El elfo dejó caer la sombrerera y salió a la carrera sin pedir permiso, sin esperar órdenes, con el corazón martilleando en su pecho y una certeza terrible apoderándose de su alma. Sus camaradas le siguieron de inmediato, comprendiendo instintivamente que algo horrible estaba a punto de suceder o ya había sucedido.
Por desgracia, ya era demasiado tarde.
LA CAÍDA DE LA CASA JALENTO
La casa Jalento había sido un hervidero de actividad apenas unas horas antes. Ahora solo había silencio.
Un silencio sepulcral.
Cuando forzaron la entrada, el olor a muerte les golpeó como un puño. La servidumbre yacía por todas partes, pero no estaban simplemente muertos. Habían sido... transformados. Cuerpos retorcidos, mutados en criaturas hambrientas que se lanzaron sobre los aventureros con ferocidad antinatural.

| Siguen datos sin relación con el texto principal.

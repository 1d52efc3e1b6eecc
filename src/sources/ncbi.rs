//! NCBI E-utilities Client
//!
//! PubMed, ClinVar, Gene and OMIM all follow the same two-step protocol:
//! 1. `esearch.fcgi` turns the free-text term into a list of record ids
//! 2. `esummary.fcgi` returns a `result` object keyed by those ids
//!
//! An empty id list ends the lookup before the summary request is made.

use serde::{Deserialize, Serialize};
use serde_json::Value;
use tracing::{debug, info};

use super::{non_empty, BioDataClient, SourceError};

#[derive(Debug, Clone, PartialEq, Serialize, Deserialize)]
#[serde(rename_all = "camelCase")]
pub struct PubMedArticle {
    pub title: String,
    pub authors: String,
    pub journal: String,
    pub year: String,
    pub link: String,
}

#[derive(Debug, Clone, PartialEq, Serialize, Deserialize)]
#[serde(rename_all = "camelCase")]
pub struct ClinVarVariant {
    pub title: String,
    #[serde(skip_serializing_if = "Option::is_none")]
    pub gene: Option<String>,
    #[serde(skip_serializing_if = "Option::is_none")]
    pub significance: Option<String>,
    pub variation_id: String,
}

#[derive(Debug, Clone, PartialEq, Serialize, Deserialize)]
#[serde(rename_all = "camelCase")]
pub struct GeneRecord {
    pub symbol: String,
    #[serde(skip_serializing_if = "Option::is_none")]
    pub description: Option<String>,
    #[serde(skip_serializing_if = "Option::is_none")]
    pub summary: Option<String>,
    #[serde(skip_serializing_if = "Option::is_none")]
    pub location: Option<String>,
    pub uid: String,
}

#[derive(Debug, Clone, PartialEq, Serialize, Deserialize)]
#[serde(rename_all = "camelCase")]
pub struct OmimEntry {
    pub omim_id: String,
    pub title: String,
    #[serde(rename = "type")]
    pub entry_type: String,
}

fn str_field(value: &Value, key: &str) -> Option<String> {
    value
        .get(key)
        .and_then(|v| v.as_str())
        .map(str::trim)
        .filter(|s| !s.is_empty())
        .map(String::from)
}

/// Summary records in the order esearch returned their ids
fn records<'a>(result: &'a Value, ids: &'a [String]) -> impl Iterator<Item = (&'a str, &'a Value)> {
    ids.iter()
        .filter_map(move |id| result.get(id.as_str()).map(|record| (id.as_str(), record)))
}

impl BioDataClient {
    async fn esearch(&self, db: &str, term: &str, retmax: u32) -> Result<Vec<String>, SourceError> {
        let url = format!("{}/esearch.fcgi", self.config().eutils_base);
        let retmax = retmax.to_string();
        let body: Value = self
            .http()
            .get(&url)
            .query(&[
                ("db", db),
                ("term", term),
                ("retmode", "json"),
                ("retmax", retmax.as_str()),
            ])
            .send()
            .await?
            .error_for_status()?
            .json()
            .await?;

        let ids = body
            .get("esearchresult")
            .and_then(|r| r.get("idlist"))
            .and_then(|l| l.as_array())
            .map(|list| {
                list.iter()
                    .filter_map(|id| match id {
                        Value::String(s) if !s.is_empty() => Some(s.clone()),
                        Value::Number(n) => Some(n.to_string()),
                        _ => None,
                    })
                    .collect()
            })
            .unwrap_or_default();

        debug!(db = %db, ids = ?ids, "esearch completed");
        Ok(ids)
    }

    async fn esummary(&self, db: &str, ids: &[String]) -> Result<Value, SourceError> {
        let url = format!("{}/esummary.fcgi", self.config().eutils_base);
        let id_list = ids.join(",");
        let mut body: Value = self
            .http()
            .get(&url)
            .query(&[("db", db), ("id", id_list.as_str()), ("retmode", "json")])
            .send()
            .await?
            .error_for_status()?
            .json()
            .await?;

        match body.get_mut("result").map(Value::take) {
            Some(result @ Value::Object(_)) => Ok(result),
            _ => Err(SourceError::Malformed(format!(
                "esummary for {} returned no result object",
                db
            ))),
        }
    }

    pub async fn fetch_pubmed(&self, query: &str) -> Result<Option<Vec<PubMedArticle>>, SourceError> {
        let ids = self
            .esearch("pubmed", query, self.config().pubmed_max_results)
            .await?;
        if ids.is_empty() {
            return Ok(None);
        }

        let result = self.esummary("pubmed", &ids).await?;
        let articles: Vec<PubMedArticle> = records(&result, &ids)
            .filter_map(|(id, paper)| {
                let title = str_field(paper, "title")?;
                let authors = paper
                    .get("authors")
                    .and_then(|a| a.as_array())
                    .map(|list| {
                        list.iter()
                            .filter_map(|a| a.get("name").and_then(|n| n.as_str()))
                            .collect::<Vec<_>>()
                            .join(", ")
                    })
                    .unwrap_or_default();
                let year = str_field(paper, "pubdate")
                    .and_then(|d| d.split_whitespace().next().map(String::from))
                    .unwrap_or_default();
                let uid = str_field(paper, "uid").unwrap_or_else(|| id.to_string());

                Some(PubMedArticle {
                    title,
                    authors,
                    journal: str_field(paper, "fulljournalname").unwrap_or_default(),
                    year,
                    link: format!("https://pubmed.ncbi.nlm.nih.gov/{}/", uid),
                })
            })
            .collect();

        info!(count = articles.len(), "PubMed lookup completed");
        Ok(non_empty(articles))
    }

    pub async fn fetch_clinvar(&self, query: &str) -> Result<Option<Vec<ClinVarVariant>>, SourceError> {
        let term = format!("{} AND pathogenic[clinical significance]", query);
        let ids = self
            .esearch("clinvar", &term, self.config().clinvar_max_results)
            .await?;
        if ids.is_empty() {
            return Ok(None);
        }

        let result = self.esummary("clinvar", &ids).await?;
        let variants: Vec<ClinVarVariant> = records(&result, &ids)
            .filter_map(|(id, variant)| {
                let title = str_field(variant, "title")?;
                let gene = variant
                    .get("genes")
                    .and_then(|g| g.as_array())
                    .and_then(|g| g.first())
                    .and_then(|g| str_field(g, "symbol"));
                // Newer ClinVar summaries moved the call to germline_classification
                let significance = ["clinical_significance", "germline_classification"]
                    .iter()
                    .find_map(|key| variant.get(*key).and_then(|c| str_field(c, "description")));

                Some(ClinVarVariant {
                    title,
                    gene,
                    significance,
                    variation_id: str_field(variant, "uid").unwrap_or_else(|| id.to_string()),
                })
            })
            .collect();

        info!(count = variants.len(), "ClinVar lookup completed");
        Ok(non_empty(variants))
    }

    pub async fn fetch_gene(&self, query: &str) -> Result<Option<GeneRecord>, SourceError> {
        let term = format!("{} AND human[organism]", query);
        let ids = self.esearch("gene", &term, 1).await?;
        let Some(id) = ids.first() else {
            return Ok(None);
        };

        let result = self.esummary("gene", &ids[..1]).await?;
        let Some(gene) = result.get(id.as_str()) else {
            return Ok(None);
        };
        let Some(symbol) = str_field(gene, "name") else {
            return Ok(None);
        };

        info!(symbol = %symbol, "NCBI Gene lookup completed");
        Ok(Some(GeneRecord {
            symbol,
            description: str_field(gene, "description"),
            summary: str_field(gene, "summary"),
            location: str_field(gene, "maplocation"),
            uid: id.clone(),
        }))
    }

    pub async fn fetch_omim(&self, query: &str) -> Result<Option<Vec<OmimEntry>>, SourceError> {
        let ids = self
            .esearch("omim", query, self.config().omim_max_results)
            .await?;
        if ids.is_empty() {
            return Ok(None);
        }

        let result = self.esummary("omim", &ids).await?;
        let entries: Vec<OmimEntry> = records(&result, &ids)
            .filter_map(|(id, entry)| {
                Some(OmimEntry {
                    title: str_field(entry, "title")?,
                    omim_id: str_field(entry, "uid").unwrap_or_else(|| id.to_string()),
                    entry_type: str_field(entry, "type").unwrap_or_else(|| "phenotype".to_string()),
                })
            })
            .collect();

        info!(count = entries.len(), "OMIM lookup completed");
        Ok(non_empty(entries))
    }
}
use clap::Parser;
use tracing::info;
use tracing_subscriber::{layer::SubscriberExt, util::SubscriberInitExt};
use orphafold::{Config, LogSink, ResearchOrchestrator};

#[derive(Parser)]
#[command(name = "orphafold")]
#[command(version, about = "Multi-agent rare disease research report generator")]
struct Cli {
    /// Disease name or free-text query
    query: String,

    #[arg(long, help = "Also generate drug repurposing candidates for the finished report")]
    repurpose: bool,

    #[arg(long, help = "Print compact JSON instead of pretty-printed")]
    compact: bool,
}

#[tokio::main]
async fn main() -> anyhow::Result<()> {
    let cli = Cli::parse();

    // Initialize tracing; stdout is reserved for the report
    tracing_subscriber::registry()
        .with(
            tracing_subscriber::EnvFilter::try_from_default_env()
                .unwrap_or_else(|_| "orphafold=info".into()),
        )
        .with(tracing_subscriber::fmt::layer().with_writer(std::io::stderr))
        .init();

    // Load configuration
    let config = Config::from_env()?;
    info!(provider = %config.llm.provider, model = %config.llm.model, "Configuration loaded");

    let orchestrator = ResearchOrchestrator::from_config(&config)?;

    // Stream progress to the terminal while the search runs
    let (log, mut events) = LogSink::channel();
    let printer = tokio::spawn(async move {
        while let Some(event) = events.recv().await {
            eprintln!("{}", event);
        }
    });

    let result = orchestrator.perform_deep_search(&cli.query, &log).await;
    drop(log);
    printer
        .await
        .map_err(|e| anyhow::anyhow!("Progress printer failed: {}", e))?;

    let mut insight = result?;

    if cli.repurpose {
        info!("Generating repurposing candidates...");
        let disease_name = if insight.name.trim().is_empty() {
            cli.query.trim().to_string()
        } else {
            insight.name.clone()
        };
        let candidates = orchestrator
            .generate_repurposing_candidates(
                &disease_name,
                &insight.molecular_mechanism,
                &insight.target_protein_names(),
            )
            .await;
        insight.apply_repurposing(candidates);
    }

    let output = if cli.compact {
        serde_json::to_string(&insight)?
    } else {
        serde_json::to_string_pretty(&insight)?
    };
    println!("{}", output);

    Ok(())
}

No podían detenerse a pensar. Solo combatir.
Humbra conjuraba mientras sus compañeros mantenían a raya a aquellas abominaciones que una vez habían sido personas. Los gritos de batalla de Korag resonaban por los pasillos, Gûnther protegía los flancos, y Drogodor buscaba desesperadamente alguna pista de lo que había ocurrido. Su único consuelo es que Amin no aparecía por ninguna parte.
Dicho consuelo duró poco. Fue Rhorcyn quien lo encontró.
Harkon Brazofuerte, su padre adoptivo, el hombre que le había dado propósito y familia, había sido levantado como un no-muerto de terrible poder. Una cosa monstruosa, enormemente fuerte, poseída por un hambre salvaje y voraz. Los restos de lo que había devorado...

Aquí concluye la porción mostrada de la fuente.